The abstract syntax tree can be harder to define. This point only applies to Wyvern since I want to support multiple architectures (it is not generally true for single-architecture assemblers is what I’m trying to say). So there will be a “common grammar” of directives (think .db
, .subroutine
, .import
, etc.) that must live next so several “subgrammars” for each supported processor (65C02, Z80, etc.) This will almost certainly result in some kind of grammar ambiguity, as different processors define the same addressing mode (more or less) differently, as an example.
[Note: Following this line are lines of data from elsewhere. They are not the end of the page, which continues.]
//! End-to-end wiring against an in-memory SQLite database.

use std::collections::HashMap;
use std::sync::Arc;

use rust_decimal_macros::dec;

use backend::config::AppConfig;
use backend::context::AppContext;
use market::AssetDetail;
use scheduler::NotificationQueue;
use store::{HistoryStore, StateStore, StoreError, TrackOutcome};

use mock_feed::{ScriptedFeed, asset};

async fn context(extra: &[(&str, &str)]) -> (Arc<ScriptedFeed>, AppContext) {
    let mut vars: HashMap<String, String> = HashMap::from([
        ("DATABASE_URL".into(), "sqlite::memory:".into()),
        ("DATABASE_MAX_CONNECTIONS".into(), "1".into()),
    ]);
    for (k, v) in extra {
        vars.insert(k.to_string(), v.to_string());
    }
    let cfg = AppConfig::from_lookup(|k| vars.get(k).cloned());

    let feed = Arc::new(ScriptedFeed::default());
    let ctx = AppContext::with_feed(cfg, feed.clone())
        .await
        .expect("build context");

    (feed, ctx)
}

#[tokio::test]
async fn ingestion_persists_state_and_history() {
    let (feed, ctx) = context(&[]).await;
    feed.list(vec![
        asset("ethereum", 2, dec!(3000)),
        asset("bitcoin", 1, dec!(60000)),
    ]);

    let report = ctx.ingestion_loop().run_cycle().await.unwrap();
    assert_eq!(report.upserted, 2);
    assert_eq!(report.appended, 2);

    let stored = ctx.repo.get_all_assets().await.unwrap();
    assert_eq!(stored[0].asset_id, "bitcoin");
    assert_eq!(ctx.repo.get_recent("bitcoin", 10).await.unwrap().len(), 1);
}

#[tokio::test]
async fn tracking_then_alerting_round_trip() {
    let (feed, ctx) = context(&[]).await;

    let err = ctx.watchlist.track("bitcoin", "Bitcoin", "btc").await.unwrap_err();
    assert!(matches!(err, StoreError::NoSubscriber));

    ctx.watchlist.register_subscriber("chat-42").await.unwrap();
    assert_eq!(
        ctx.watchlist.track("bitcoin", "Bitcoin", "btc").await.unwrap(),
        TrackOutcome::Tracked
    );

    let (queue, mut rx) = NotificationQueue::bounded(8);
    let alerts = ctx.alert_loop(queue);

    // first sight only records the baseline
    feed.price("bitcoin", dec!(100));
    let first = alerts.run_cycle().await.unwrap();
    assert_eq!(first.alerted, 0);

    feed.price("bitcoin", dec!(101));
    let second = alerts.run_cycle().await.unwrap();
    assert_eq!(second.alerted, 1);

    let alert = rx.try_recv().unwrap();
    assert_eq!(alert.address, "chat-42");
    assert!(alert.render().contains("(BTC)"));

    let tracked = ctx.watchlist.tracked().await.unwrap();
    assert_eq!(tracked[0].last_alerted_price, dec!(101));
}

#[tokio::test]
async fn state_price_source_follows_ingestion() {
    let (feed, ctx) = context(&[("ALERT_PRICE_SOURCE", "state")]).await;
    ctx.watchlist.register_subscriber("chat-1").await.unwrap();
    ctx.watchlist.track("bitcoin", "Bitcoin", "btc").await.unwrap();
    ctx.repo.update_last_alerted_price("bitcoin", dec!(100)).await.unwrap();

    let (queue, mut rx) = NotificationQueue::bounded(8);
    let alerts = ctx.alert_loop(queue);

    // nothing ingested yet
    assert_eq!(alerts.run_cycle().await.unwrap().skipped, 1);

    feed.list(vec![asset("bitcoin", 1, dec!(90))]);
    ctx.ingestion_loop().run_cycle().await.unwrap();

    assert_eq!(alerts.run_cycle().await.unwrap().alerted, 1);
    assert_eq!(rx.try_recv().unwrap().delta_pct, dec!(-10));
}

#[tokio::test]
async fn caches_serve_the_feed() {
    let (feed, ctx) = context(&[]).await;
    feed.list(vec![asset("bitcoin", 1, dec!(1))]);

    let snapshot = ctx.snapshots.get_snapshot().await.unwrap();
    assert_eq!(snapshot.len(), 1);

    let detail: AssetDetail = ctx.details.get_detail("bitcoin").await.unwrap();
    assert_eq!(detail.display_name, "BITCOIN");
    assert_eq!(detail.homepage, market::types::UNAVAILABLE);
}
The other aspect is that most assembly language parse trees will be rather “flat” - that is, their height will be rather low. The number of possible tree nodes will be higher than with most higher-level languages.
Non-orthogonal instruction sets. Most older instruction sets are not orthogonal. That means, not every instruction supports every addressing mode. For example, the 65C02 grammar we will design later down below combines 70 different instructions (or opcodes, if you prefer) with 16 different addressing modes (we’ll include the full extensions of the WD65C02S by Western Design Center, which is fully backward compatible with earlier 6502 models). This can quickly bloat the CFG immensely. I’ll present a semi-formal approach to this problem inspired by subset partitions.
Whitespace can be context-sensitive. Handling whitespace correctly in a context-free grammar can be hairy. I hold that it is actually easier to describe a language that isn’t whitespace-sensitive. Usually, we need to introduce terminals for each relevant whitespace symbol, mostly space, newline, and tab. The grammar of Python for example defines NEWLINE
, INDENT
, and DEDENT
(among others).
Many assemblers in the past have used whitespace and/or indentation to differentiate labels, opcodes, operands, and comments. Wyvern is no such assembler. The only whitespace symbol Wyvern will care about is newline.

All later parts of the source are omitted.